Countries like Bahrain, Jordan, Kuwait, Qatar, Saudi Arabia, Yemen, the United Arab Emirates, Israel and the Palestinian Occupied Territories (these as a result of theft of aquifers by Israel) have clear problems of supply for their populations. Israel's occupation of the Golan Heights, belonging to Syria, was due to Israel's need for water and this is the reason why Israel still refuses even to talk to Syria about returning that territory.

And the exploitation of the waters of Lebanese rivers Wazzani and Hasbani by the Israelis was one of the reasons for prolonging the occupation of Southern Lebanon for 20 years, until they were forced to abandon the country after a long and heroic resistance by Hizbollah. However the Israelis still today prevent the Lebanese from fully enjoying the waters of those rivers (tributaries of the River Jordan flowing into Lake Tiberias) despite the water shortages in Southern Lebanon under the threat of Israeli military attack. The same reason serves to prolong the occupation of the Sheba'a farms, land in Southern Lebanon occupied by Israel since 1967. It happens that the Sheba'a Farms are located near Mount Hermon, an important reserve of subterranean water, and are very close to the rivers Hasbani and Wazzani.
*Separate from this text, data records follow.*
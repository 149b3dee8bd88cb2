//! HTTP/1.1 request and response envelopes.
//!
//! Requests always carry a `Content-Length` body. Response heads are parsed
//! with `httparse`; bodies may be delimited by `Content-Length`, chunked
//! encoding, or the peer closing the connection.

use crate::config::{ProtocolConfig, TransportConfig};
use crate::error::{Result, RpcError};
use std::io::{self, Read, Write};

const READ_CHUNK: usize = 8 * 1024;

/// A request ready to be handed to a transport.
#[derive(Debug, Clone, PartialEq, Eq)]
pub struct RequestEnvelope {
    method: String,
    uri: String,
    headers: Vec<(String, String)>,
    body: Vec<u8>,
}

impl RequestEnvelope {
    pub fn new(method: impl Into<String>, uri: impl Into<String>) -> Self {
        Self {
            method: method.into(),
            uri: uri.into(),
            headers: Vec::new(),
            body: Vec::new(),
        }
    }

    pub fn method(&self) -> &str {
        &self.method
    }

    pub fn uri(&self) -> &str {
        &self.uri
    }

    pub fn body(&self) -> &[u8] {
        &self.body
    }

    pub fn set_body(&mut self, body: Vec<u8>) {
        self.body = body;
    }

    /// Set a header, replacing any existing header with the same name.
    ///
    /// Names are compared case-insensitively.
    pub fn set_header(&mut self, name: impl Into<String>, value: impl Into<String>) {
        let name = name.into();
        let value = value.into();
        match self
            .headers
            .iter_mut()
            .find(|(existing, _)| existing.eq_ignore_ascii_case(&name))
        {
            Some(entry) => entry.1 = value,
            None => self.headers.push((name, value)),
        }
    }

    /// Set the `Host` header.
    pub fn set_host(&mut self, host: impl Into<String>) {
        self.set_header(ProtocolConfig::HOST_HEADER, host);
    }

    pub fn header(&self, name: &str) -> Option<&str> {
        find_header(&self.headers, name)
    }

    pub fn headers(&self) -> impl Iterator<Item = (&str, &str)> {
        self.headers.iter().map(|(n, v)| (n.as_str(), v.as_str()))
    }

    /// Check that the method, URI and headers can be put on the wire as-is.
    ///
    /// Rejects an empty URI or one containing whitespace or control bytes,
    /// and header values containing CR, LF or NUL.
    pub fn validate(&self) -> Result<()> {
        self.check().map_err(RpcError::invalid_request)
    }

    fn check(&self) -> std::result::Result<(), String> {
        check_token("method", &self.method)?;
        let bad_uri_byte = |b: u8| b.is_ascii_whitespace() || b.is_ascii_control();
        if self.uri.is_empty() || self.uri.bytes().any(bad_uri_byte) {
            return Err(format!("invalid endpoint: {:?}", self.uri));
        }
        for (name, value) in &self.headers {
            check_token("header name", name)?;
            if value.bytes().any(|b| b == b'\r' || b == b'\n' || b == 0) {
                return Err(format!("header {name} contains a line break or NUL"));
            }
        }
        Ok(())
    }

    /// Serialize the request onto `writer`.
    ///
    /// Nothing is written if the request does not pass [`validate`](Self::validate).
    pub fn write_to<W: Write>(&self, writer: &mut W) -> io::Result<()> {
        self.check()
            .map_err(|message| io::Error::new(io::ErrorKind::InvalidInput, message))?;

        let mut head = format!(
            "{} {} {}\r\n",
            self.method,
            self.uri,
            ProtocolConfig::HTTP_VERSION
        );
        for (name, value) in &self.headers {
            if name.eq_ignore_ascii_case(ProtocolConfig::CONTENT_LENGTH_HEADER) {
                continue;
            }
            head.push_str(name);
            head.push_str(": ");
            head.push_str(value);
            head.push_str("\r\n");
        }
        head.push_str(&format!(
            "{}: {}\r\n\r\n",
            ProtocolConfig::CONTENT_LENGTH_HEADER,
            self.body.len()
        ));

        writer.write_all(head.as_bytes())?;
        writer.write_all(&self.body)?;
        writer.flush()
    }
}

/// A response read back from a transport.
#[derive(Debug, Clone, PartialEq, Eq)]
pub struct ResponseEnvelope {
    status_code: u16,
    status_message: String,
    headers: Vec<(String, String)>,
    body: Vec<u8>,
}

impl ResponseEnvelope {
    pub fn new(
        status_code: u16,
        status_message: impl Into<String>,
        body: impl Into<Vec<u8>>,
    ) -> Self {
        Self {
            status_code,
            status_message: status_message.into(),
            headers: Vec::new(),
            body: body.into(),
        }
    }

    /// Attach a response header.
    pub fn with_header(mut self, name: impl Into<String>, value: impl Into<String>) -> Self {
        self.headers.push((name.into(), value.into()));
        self
    }

    pub fn status_code(&self) -> u16 {
        self.status_code
    }

    pub fn status_message(&self) -> &str {
        &self.status_message
    }

    pub fn body(&self) -> &[u8] {
        &self.body
    }

    pub fn header(&self, name: &str) -> Option<&str> {
        find_header(&self.headers, name)
    }

    /// Body as text, lossily decoded, for diagnostics.
    pub fn body_text(&self) -> std::borrow::Cow<'_, str> {
        String::from_utf8_lossy(&self.body)
    }

    /// Read a complete response from `reader`.
    ///
    /// Interim `1xx` responses are skipped. Bodies larger than `max_body`
    /// bytes are rejected.
    pub fn read_from<R: Read>(reader: &mut R, max_body: usize) -> Result<Self> {
        let mut buf = Vec::new();
        loop {
            let head = read_head(reader, &mut buf)?;
            if (100..200).contains(&head.status_code) {
                continue;
            }

            let body = if head.status_code == 204 || head.status_code == 304 {
                Vec::new()
            } else {
                read_body(reader, &mut buf, &head.headers, max_body)?
            };

            return Ok(Self {
                status_code: head.status_code,
                status_message: head.status_message,
                headers: head.headers,
                body,
            });
        }
    }
}

struct Head {
    status_code: u16,
    status_message: String,
    headers: Vec<(String, String)>,
}

fn find_header<'a>(headers: &'a [(String, String)], name: &str) -> Option<&'a str> {
    headers
        .iter()
        .find(|(n, _)| n.eq_ignore_ascii_case(name))
        .map(|(_, v)| v.as_str())
}

fn check_token(what: &str, token: &str) -> std::result::Result<(), String> {
    let valid = !token.is_empty()
        && token
            .bytes()
            .all(|b| b.is_ascii_alphanumeric() || b"!#$%&'*+-.^_`|~".contains(&b));
    if valid {
        Ok(())
    } else {
        Err(format!("invalid {what}: {token:?}"))
    }
}

/// Append whatever `reader` has next to `buf`. Returns 0 on EOF.
fn fill<R: Read>(reader: &mut R, buf: &mut Vec<u8>) -> Result<usize> {
    let mut chunk = [0u8; READ_CHUNK];
    loop {
        match reader.read(&mut chunk) {
            Ok(n) => {
                buf.extend_from_slice(&chunk[..n]);
                return Ok(n);
            }
            Err(e) if e.kind() == io::ErrorKind::Interrupted => continue,
            Err(e) => {
                let message = format!("failed to read response: {e}");
                return Err(RpcError::transport(message, e));
            }
        }
    }
}

fn fill_to<R: Read>(
    reader: &mut R,
    buf: &mut Vec<u8>,
    len: usize,
    eof_message: &str,
) -> Result<()> {
    while buf.len() < len {
        if fill(reader, buf)? == 0 {
            return Err(RpcError::protocol(eof_message));
        }
    }
    Ok(())
}

fn parse_head(buf: &[u8]) -> Result<Option<(Head, usize)>> {
    let mut headers = [httparse::EMPTY_HEADER; TransportConfig::MAX_HEADER_COUNT];
    let mut response = httparse::Response::new(&mut headers);
    let len = match response.parse(buf) {
        Ok(httparse::Status::Complete(len)) => len,
        Ok(httparse::Status::Partial) => return Ok(None),
        Err(httparse::Error::TooManyHeaders) => {
            return Err(RpcError::protocol("too many response headers"))
        }
        Err(e) => return Err(RpcError::protocol(format!("malformed response head: {e}"))),
    };

    let status_code = response
        .code
        .ok_or_else(|| RpcError::protocol("response has no status code"))?;
    let head = Head {
        status_code,
        status_message: response.reason.unwrap_or_default().trim().to_string(),
        headers: response
            .headers
            .iter()
            .map(|h| {
                let value = String::from_utf8_lossy(h.value).trim().to_string();
                (h.name.to_string(), value)
            })
            .collect(),
    };
    Ok(Some((head, len)))
}

/// Read one response head, leaving any bytes after it in `buf`.
fn read_head<R: Read>(reader: &mut R, buf: &mut Vec<u8>) -> Result<Head> {
    loop {
        if let Some((head, len)) = parse_head(buf)? {
            buf.drain(..len);
            return Ok(head);
        }
        if buf.len() > TransportConfig::MAX_HEAD_SIZE {
            return Err(RpcError::protocol("response head too large"));
        }
        if fill(reader, buf)? == 0 {
            return Err(RpcError::protocol(if buf.is_empty() {
                "connection closed before a response was received"
            } else {
                "connection closed inside response headers"
            }));
        }
    }
}

fn read_body<R: Read>(
    reader: &mut R,
    buf: &mut Vec<u8>,
    headers: &[(String, String)],
    max_body: usize,
) -> Result<Vec<u8>> {
    let chunked = find_header(headers, "Transfer-Encoding")
        .map(|te| te.to_ascii_lowercase().contains("chunked"))
        .unwrap_or(false);
    if chunked {
        return read_chunked_body(reader, buf, max_body);
    }

    if let Some(length) = find_header(headers, ProtocolConfig::CONTENT_LENGTH_HEADER) {
        let length: usize = length
            .parse()
            .map_err(|_| RpcError::protocol(format!("invalid Content-Length: {length:?}")))?;
        if length > max_body {
            return Err(too_large(max_body));
        }
        fill_to(
            reader,
            buf,
            length,
            "connection closed before the full response body was received",
        )?;
        buf.truncate(length);
        return Ok(std::mem::take(buf));
    }

    // No framing: the body runs until the peer closes the connection.
    loop {
        if buf.len() > max_body {
            return Err(too_large(max_body));
        }
        if fill(reader, buf)? == 0 {
            return Ok(std::mem::take(buf));
        }
    }
}

fn read_chunked_body<R: Read>(
    reader: &mut R,
    buf: &mut Vec<u8>,
    max_body: usize,
) -> Result<Vec<u8>> {
    let mut body = Vec::new();
    loop {
        let (consumed, size) = loop {
            match httparse::parse_chunk_size(buf.as_slice()) {
                Ok(httparse::Status::Complete(parsed)) => break parsed,
                Ok(httparse::Status::Partial) => {
                    if buf.len() > TransportConfig::MAX_HEAD_SIZE {
                        return Err(RpcError::protocol("chunk size line too long"));
                    }
                    if fill(reader, buf)? == 0 {
                        return Err(RpcError::protocol("connection closed inside chunked body"));
                    }
                }
                Err(_) => return Err(RpcError::protocol("invalid chunk size")),
            }
        };
        buf.drain(..consumed);

        // Trailers are left unread; the connection is closed after this response.
        if size == 0 {
            return Ok(body);
        }

        let size = usize::try_from(size)
            .ok()
            .filter(|size| body.len().saturating_add(*size) <= max_body)
            .ok_or_else(|| too_large(max_body))?;
        fill_to(reader, buf, size + 2, "connection closed inside chunked body")?;
        if &buf[size..size + 2] != b"\r\n" {
            return Err(RpcError::protocol("chunk is not terminated by CRLF"));
        }
        body.extend_from_slice(&buf[..size]);
        buf.drain(..size + 2);
    }
}

fn too_large(max_body: usize) -> RpcError {
    RpcError::protocol(format!("response body exceeds maximum of {max_body} bytes"))
}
Exactly that is one of the main reasons for the conflict in Lebanon and for US interest in that little country. There are no chance events in geopolitics and it is worth mentioning that the Israeli bombardment of Lebanon in 2006 coincided with the inauguration of the Baku-Tblisi-Ceyhan oil pipeline joining the Caspian Sea to the  eastern Mediterranean(6). A project that will serve among other things to provide Israel with oil and which has been designed by the United States. The same as the pipeline project to bring water to Israel pumping from the higher sources of the river system of the Tigris and Euphrates, which rise in Turkey but run mostly through Iraq.

(1) Cyrus Vance, “Hard Choices: Critical Years in America’s Foreign Policy”, Simon & Schuster Books 1983.

(2) Alberto Cruz., “Breve manual de la política exterior de los EEUU” http://www.avizora.com/publicaciones/politica_y_economia_americanas/politica_y_economia%20americanas_18.htm

(3) Alberto Cruz, “Irak, la baza de EEUU para evitar el derrumbe del dólar” http://www.nodo50.org/ceprid/spip.php?article73

(4) Ibid.

(5) Foreign Affairs, noviembre-diciembre 2006.

(6) Michel Chossudovsky, “The Lebanese war and the battle for oil” http://www.globalresearch.ca/index.php?context=va&aid=5841

This article was published in Number 32 of the review Pueblos for June 2008 coinciding  with the celebration of the Alternative Oil Summit  to the official one that took place in Madrid. Here, oil price data have been revised and a mention added of the Doha accord on Lebanon.